Reproduce all of the data exactly.

┌──

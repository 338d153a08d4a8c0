//! fleetboard-api — REST API for Fleetboard.
//!
//! The boundary the dashboard UI consumes: read the current health
//! snapshot and trigger sweeps on demand. Aggregate counts and "last
//! full sweep" time are derived client-side from the snapshot.
//!
//! # API Routes
//!
//! | Method | Path | Description |
//! |---|---|---|
//! | GET | `/api/v1/services` | Current health snapshot |
//! | POST | `/api/v1/services/{key}/check` | Probe one service now |
//! | POST | `/api/v1/sweep` | Probe every service now |
//! | GET | `/healthz` | Liveness of the aggregator itself |

pub mod handlers;

use axum::Router;
use axum::routing::{get, post};
use fleetboard_health::Sweeper;
use fleetboard_state::StatusStore;

/// Shared state for API handlers.
#[derive(Clone)]
pub struct ApiState {
    pub store: StatusStore,
    pub sweeper: Sweeper,
}

/// Build the complete API router.
pub fn build_router(store: StatusStore, sweeper: Sweeper) -> Router {
    let state = ApiState { store, sweeper };

    let api_routes = Router::new()
        .route("/services", get(handlers::snapshot))
        .route("/services/{key}/check", post(handlers::check_one))
        .route("/sweep", post(handlers::sweep))
        .with_state(state);

    Router::new()
        .nest("/api/v1", api_routes)
        .route("/healthz", get(handlers::healthz))
}
//! fleetd — the Fleetboard aggregator daemon.
//!
//! Single binary that assembles the aggregator subsystems:
//! - Service registry (TOML config)
//! - Status store
//! - Sweeper (initial sweep + optional periodic sweeps)
//! - REST API
//!
//! # Usage
//!
//! ```text
//! fleetd run --config fleetboard.toml --port 8080
//! ```
//!
//! # Config
//!
//! ```toml
//! probe_timeout_ms = 5000
//! sweep_interval_secs = 30
//!
//! [[services]]
//! key = "pricing"
//! name = "Pricing API"
//! url = "http://pricing.internal:8080"
//! ```

use std::net::SocketAddr;
use std::path::PathBuf;

use clap::{Parser, Subcommand};
use tokio::sync::watch;
use tracing::info;

#[derive(Parser)]
#[command(name = "fleetd", about = "Fleetboard aggregator daemon")]
struct Cli {
    #[command(subcommand)]
    command: Command,
}

#[derive(Subcommand)]
enum Command {
    /// Run the aggregator: load the fleet config, sweep, serve the API.
    Run {
        /// Path to the fleet config file.
        #[arg(long, default_value = "fleetboard.toml")]
        config: PathBuf,

        /// Port to listen on.
        #[arg(long, default_value = "8080")]
        port: u16,
    },
}

#[tokio::main]
async fn main() -> anyhow::Result<()> {
    // Initialize tracing.
    tracing_subscriber::fmt()
        .with_env_filter(
            tracing_subscriber::EnvFilter::try_from_default_env()
                .unwrap_or_else(|_| "info,fleetd=debug,fleetboard=debug".parse().unwrap()),
        )
        .init();

    let cli = Cli::parse();

    match cli.command {
        Command::Run { config, port } => run(config, port).await,
    }
}

async fn run(config_path: PathBuf, port: u16) -> anyhow::Result<()> {
    info!("Fleetboard aggregator starting");

    // ── Initialize subsystems ──────────────────────────────────

    let config = fleetboard_registry::FleetConfig::load(&config_path)?;
    let registry = config.build_registry()?;
    info!(services = registry.len(), "service registry built");

    let store = fleetboard_state::StatusStore::new(&registry);
    info!("status store initialized");

    let sweeper = fleetboard_health::Sweeper::new(registry, store.clone())
        .with_timeout(config.probe_timeout());
    info!(timeout_ms = config.probe_timeout_ms, "sweeper initialized");

    // ── Shutdown signal ────────────────────────────────────────

    let (shutdown_tx, shutdown_rx) = watch::channel(false);

    // ── Start background tasks ─────────────────────────────────

    // Initial sweep so the dashboard has data as soon as it loads.
    let initial = sweeper.clone();
    tokio::spawn(async move {
        initial.check_all().await;
    });

    // Periodic sweeper, when configured.
    let sweeper_handle = config.sweep_interval().map(|interval| {
        let periodic = sweeper.clone();
        let shutdown = shutdown_rx.clone();
        tokio::spawn(async move {
            periodic.run(interval, shutdown).await;
        })
    });

    // ── Start API server ───────────────────────────────────────

    let router = fleetboard_api::build_router(store, sweeper);
    let addr = SocketAddr::from(([0, 0, 0, 0], port));

    info!(%addr, "API server starting");

    let listener = tokio::net::TcpListener::bind(addr).await?;

    // Graceful shutdown on Ctrl-C.
    let server = axum::serve(listener, router).with_graceful_shutdown(async move {
        tokio::signal::ctrl_c()
            .await
            .expect("failed to install CTRL+C handler");
        info!("shutdown signal received");
        let _ = shutdown_tx.send(true);
    });

    server.await?;

    // Wait for background tasks.
    if let Some(handle) = sweeper_handle {
        let _ = handle.await;
    }

    info!("Fleetboard aggregator stopped");
    Ok(())
}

└──

--- Result of this exercise ---
repository 338d153a08d4a8c0
//! fleetboard-api — REST API for Fleetboard.
//!
//! The boundary the dashboard UI consumes: read the current health
//! snapshot and trigger sweeps on demand. Aggregate counts and "last
//! full sweep" time are derived client-side from the snapshot.
//!
//! # API Routes
//!
//! | Method | Path | Description |
//! |---|---|---|
//! | GET | `/api/v1/services` | Current health snapshot |
//! | POST | `/api/v1/services/{key}/check` | Probe one service now |
//! | POST | `/api/v1/sweep` | Probe every service now |
//! | GET | `/healthz` | Liveness of the aggregator itself |

pub mod handlers;

use axum::Router;
use axum::routing::{get, post};
use fleetboard_health::Sweeper;
use fleetboard_state::StatusStore;

/// Shared state for API handlers.
#[derive(Clone)]
pub struct ApiState {
    pub store: StatusStore,
    pub sweeper: Sweeper,
}

/// Build the complete API router.
pub fn build_router(store: StatusStore, sweeper: Sweeper) -> Router {
    let state = ApiState { store, sweeper };

    let api_routes = Router::new()
        .route("/services", get(handlers::snapshot))
        .route("/services/{key}/check", post(handlers::check_one))
        .route("/sweep", post(handlers::sweep))
        .with_state(state);

    Router::new()
        .nest("/api/v1", api_routes)
        .route("/healthz", get(handlers::healthz))
}
//! fleetd — the Fleetboard aggregator daemon.
//!
//! Single binary that assembles the aggregator subsystems:
//! - Service registry (TOML config)
//! - Status store
//! - Sweeper (initial sweep + optional periodic sweeps)
//! - REST API
//!
//! # Usage
//!
//! ```text
//! fleetd run --config fleetboard.toml --port 8080
//! ```
//!
//! # Config
//!
//! ```toml
//! probe_timeout_ms = 5000
//! sweep_interval_secs = 30
//!
//! [[services]]
//! key = "pricing"
//! name = "Pricing API"
//! url = "http://pricing.internal:8080"
//! ```

use std::net::SocketAddr;
use std::path::PathBuf;

use clap::{Parser, Subcommand};
use tokio::sync::watch;
use tracing::info;

#[derive(Parser)]
#[command(name = "fleetd", about = "Fleetboard aggregator daemon")]
struct Cli {
    #[command(subcommand)]
    command: Command,
}

#[derive(Subcommand)]
enum Command {
    /// Run the aggregator: load the fleet config, sweep, serve the API.
    Run {
        /// Path to the fleet config file.
        #[arg(long, default_value = "fleetboard.toml")]
        config: PathBuf,

        /// Port to listen on.
        #[arg(long, default_value = "8080")]
        port: u16,
    },
}

#[tokio::main]
async fn main() -> anyhow::Result<()> {
    // Initialize tracing.
    tracing_subscriber::fmt()
        .with_env_filter(
            tracing_subscriber::EnvFilter::try_from_default_env()
                .unwrap_or_else(|_| "info,fleetd=debug,fleetboard=debug".parse().unwrap()),
        )
        .init();

    let cli = Cli::parse();

    match cli.command {
        Command::Run { config, port } => run(config, port).await,
    }
}

async fn run(config_path: PathBuf, port: u16) -> anyhow::Result<()> {
    info!("Fleetboard aggregator starting");

    // ── Initialize subsystems ──────────────────────────────────

    let config = fleetboard_registry::FleetConfig::load(&config_path)?;
    let registry = config.build_registry()?;
    info!(services = registry.len(), "service registry built");

    let store = fleetboard_state::StatusStore::new(&registry);
    info!("status store initialized");

    let sweeper = fleetboard_health::Sweeper::new(registry, store.clone())
        .with_timeout(config.probe_timeout());
    info!(timeout_ms = config.probe_timeout_ms, "sweeper initialized");

    // ── Shutdown signal ────────────────────────────────────────

    let (shutdown_tx, shutdown_rx) = watch::channel(false);

    // ── Start background tasks ─────────────────────────────────

    // Initial sweep so the dashboard has data as soon as it loads.
    let initial = sweeper.clone();
    tokio::spawn(async move {
        initial.check_all().await;
    });

    // Periodic sweeper, when configured.
    let sweeper_handle = config.sweep_interval().map(|interval| {
        let periodic = sweeper.clone();
        let shutdown = shutdown_rx.clone();
        tokio::spawn(async move {
            periodic.run(interval, shutdown).await;
        })
    });

    // ── Start API server ───────────────────────────────────────

    let router = fleetboard_api::build_router(store, sweeper);
    let addr = SocketAddr::from(([0, 0, 0, 0], port));

    info!(%addr, "API server starting");

    let listener = tokio::net::TcpListener::bind(addr).await?;

    // Graceful shutdown on Ctrl-C.
    let server = axum::serve(listener, router).with_graceful_shutdown(async move {
        tokio::signal::ctrl_c()
            .await
            .expect("failed to install CTRL+C handler");
        info!("shutdown signal received");
        let _ = shutdown_tx.send(true);
    });

    server.await?;

    // Wait for background tasks.
    if let Some(handle) = sweeper_handle {
        let _ = handle.await;
    }

    info!("Fleetboard aggregator stopped");
    Ok(())
}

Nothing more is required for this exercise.